### Activity:
Report how many lines in the entries below hold the word "Debug". Your answer is that number alone.

▼

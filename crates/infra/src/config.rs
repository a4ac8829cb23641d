//! Runtime configuration of the synchronization engine.
//!
//! Precedence: built-in defaults, then an optional TOML file, then `CATALOG_*`
//! environment variables.
//!
//! | variable | field |
//! |---|---|
//! | `CATALOG_DETAIL_TTL_SECS` | `detail_ttl_secs` |
//! | `CATALOG_COLLECTION_TTL_SECS` | `collection_ttl_secs` |
//! | `CATALOG_SEARCH_TTL_SECS` | `search_ttl_secs` |
//! | `CATALOG_CACHE_TIMEOUT_MS` | `cache_timeout_ms` |
//! | `CATALOG_SIDE_EFFECT_TIMEOUT_MS` | `side_effect_timeout_ms` |
//! | `CATALOG_DISPATCH` | `dispatch` (`background` / `inline`) |
//! | `CATALOG_RETRY_MAX_ATTEMPTS` | `retry.max_attempts` |
//! | `CATALOG_RETRY_BASE_DELAY_MS` | `retry.base_delay_ms` |
//! | `CATALOG_RELAY_INTERVAL_MS` | `relay_interval_ms` |
//! | `CATALOG_RELAY_BATCH` | `relay_batch` |
//! | `CATALOG_RECONCILE_INTERVAL_SECS` | `reconcile_interval_secs` |
//! | `CATALOG_TOMBSTONE_GRACE_SECS` | `tombstone_grace_secs` |

use std::path::Path;
use std::str::FromStr;
use std::time::Duration;

use serde::{Deserialize, Serialize};
use thiserror::Error;

use crate::retry::RetryPolicy;

/// How post-commit side effects are awaited by the writer.
#[derive(Debug, Copy, Clone, PartialEq, Eq, Default, Serialize, Deserialize)]
#[serde(rename_all = "snake_case")]
pub enum DispatchMode {
    /// Return as soon as the commit (and the detail-key delete) is done.
    #[default]
    Background,
    /// Await every side effect up to the side-effect timeout before returning.
    /// Effects still running at the deadline continue in the background.
    Inline,
}

impl FromStr for DispatchMode {
    type Err = String;

    fn from_str(s: &str) -> Result<Self, Self::Err> {
        match s.trim().to_ascii_lowercase().as_str() {
            "background" | "async" => Ok(DispatchMode::Background),
            "inline" | "sync" => Ok(DispatchMode::Inline),
            other => Err(format!("unknown dispatch mode `{other}`")),
        }
    }
}

#[derive(Debug, Error)]
pub enum ConfigError {
    #[error("invalid value for {var}: {value:?}")]
    Invalid { var: &'static str, value: String },

    #[error("failed to read config file: {0}")]
    Io(#[from] std::io::Error),

    #[error("failed to parse config file: {0}")]
    Toml(#[from] toml::de::Error),
}

#[derive(Debug, Clone, PartialEq, Serialize, Deserialize)]
#[serde(default)]
pub struct SyncConfig {
    pub detail_ttl_secs: u64,
    pub collection_ttl_secs: u64,
    pub search_ttl_secs: u64,
    /// Bound on every cache round trip; a slower read is treated as a miss.
    pub cache_timeout_ms: u64,
    /// Bound on each attempt of a post-commit side effect.
    pub side_effect_timeout_ms: u64,
    pub dispatch: DispatchMode,
    pub retry: RetryPolicy,
    pub relay_interval_ms: u64,
    pub relay_batch: usize,
    pub reconcile_interval_secs: u64,
    /// Age after which reconciliation drops search tombstones.
    pub tombstone_grace_secs: u64,
}

impl Default for SyncConfig {
    fn default() -> Self {
        Self {
            detail_ttl_secs: 600,
            collection_ttl_secs: 300,
            search_ttl_secs: 30,
            cache_timeout_ms: 100,
            side_effect_timeout_ms: 2_000,
            dispatch: DispatchMode::Background,
            retry: RetryPolicy::default(),
            relay_interval_ms: 1_000,
            relay_batch: 100,
            reconcile_interval_secs: 300,
            tombstone_grace_secs: 3_600,
        }
    }
}

impl SyncConfig {
    /// Defaults, overlaid with `path` (if given), overlaid with the environment.
    pub fn load(path: Option<&Path>) -> Result<Self, ConfigError> {
        let base = match path {
            Some(p) => Self::from_toml_str(&std::fs::read_to_string(p)?)?,
            None => Self::default(),
        };
        base.with_overrides(|var| std::env::var(var).ok())
    }

    pub fn from_env() -> Result<Self, ConfigError> {
        Self::default().with_overrides(|var| std::env::var(var).ok())
    }

    pub fn from_toml_str(s: &str) -> Result<Self, ConfigError> {
        Ok(toml::from_str(s)?)
    }

    /// Apply `CATALOG_*` overrides read through `lookup`.
    pub fn with_overrides(
        mut self,
        lookup: impl Fn(&str) -> Option<String>,
    ) -> Result<Self, ConfigError> {
        fn parse<T: FromStr>(
            lookup: &impl Fn(&str) -> Option<String>,
            var: &'static str,
            slot: &mut T,
        ) -> Result<(), ConfigError> {
            if let Some(raw) = lookup(var) {
                *slot = raw
                    .trim()
                    .parse()
                    .map_err(|_| ConfigError::Invalid { var, value: raw.clone() })?;
            }
            Ok(())
        }

        parse(&lookup, "CATALOG_DETAIL_TTL_SECS", &mut self.detail_ttl_secs)?;
        parse(&lookup, "CATALOG_COLLECTION_TTL_SECS", &mut self.collection_ttl_secs)?;
        parse(&lookup, "CATALOG_SEARCH_TTL_SECS", &mut self.search_ttl_secs)?;
        parse(&lookup, "CATALOG_CACHE_TIMEOUT_MS", &mut self.cache_timeout_ms)?;
        parse(&lookup, "CATALOG_SIDE_EFFECT_TIMEOUT_MS", &mut self.side_effect_timeout_ms)?;
        parse(&lookup, "CATALOG_DISPATCH", &mut self.dispatch)?;
        parse(&lookup, "CATALOG_RETRY_MAX_ATTEMPTS", &mut self.retry.max_attempts)?;
        parse(&lookup, "CATALOG_RETRY_BASE_DELAY_MS", &mut self.retry.base_delay_ms)?;
        parse(&lookup, "CATALOG_RELAY_INTERVAL_MS", &mut self.relay_interval_ms)?;
        parse(&lookup, "CATALOG_RELAY_BATCH", &mut self.relay_batch)?;
        parse(&lookup, "CATALOG_RECONCILE_INTERVAL_SECS", &mut self.reconcile_interval_secs)?;
        parse(&lookup, "CATALOG_TOMBSTONE_GRACE_SECS", &mut self.tombstone_grace_secs)?;
        Ok(self)
    }

    pub fn detail_ttl(&self) -> Duration {
        Duration::from_secs(self.detail_ttl_secs)
    }

    pub fn collection_ttl(&self) -> Duration {
        Duration::from_secs(self.collection_ttl_secs)
    }

    pub fn search_ttl(&self) -> Duration {
        Duration::from_secs(self.search_ttl_secs)
    }

    pub fn cache_timeout(&self) -> Duration {
        Duration::from_millis(self.cache_timeout_ms)
    }

    pub fn side_effect_timeout(&self) -> Duration {
        Duration::from_millis(self.side_effect_timeout_ms)
    }

    pub fn relay_interval(&self) -> Duration {
        Duration::from_millis(self.relay_interval_ms)
    }

    pub fn reconcile_interval(&self) -> Duration {
        Duration::from_secs(self.reconcile_interval_secs)
    }

    pub fn tombstone_grace(&self) -> Duration {
        Duration::from_secs(self.tombstone_grace_secs)
    }
}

▲

### Result of this exercise:
3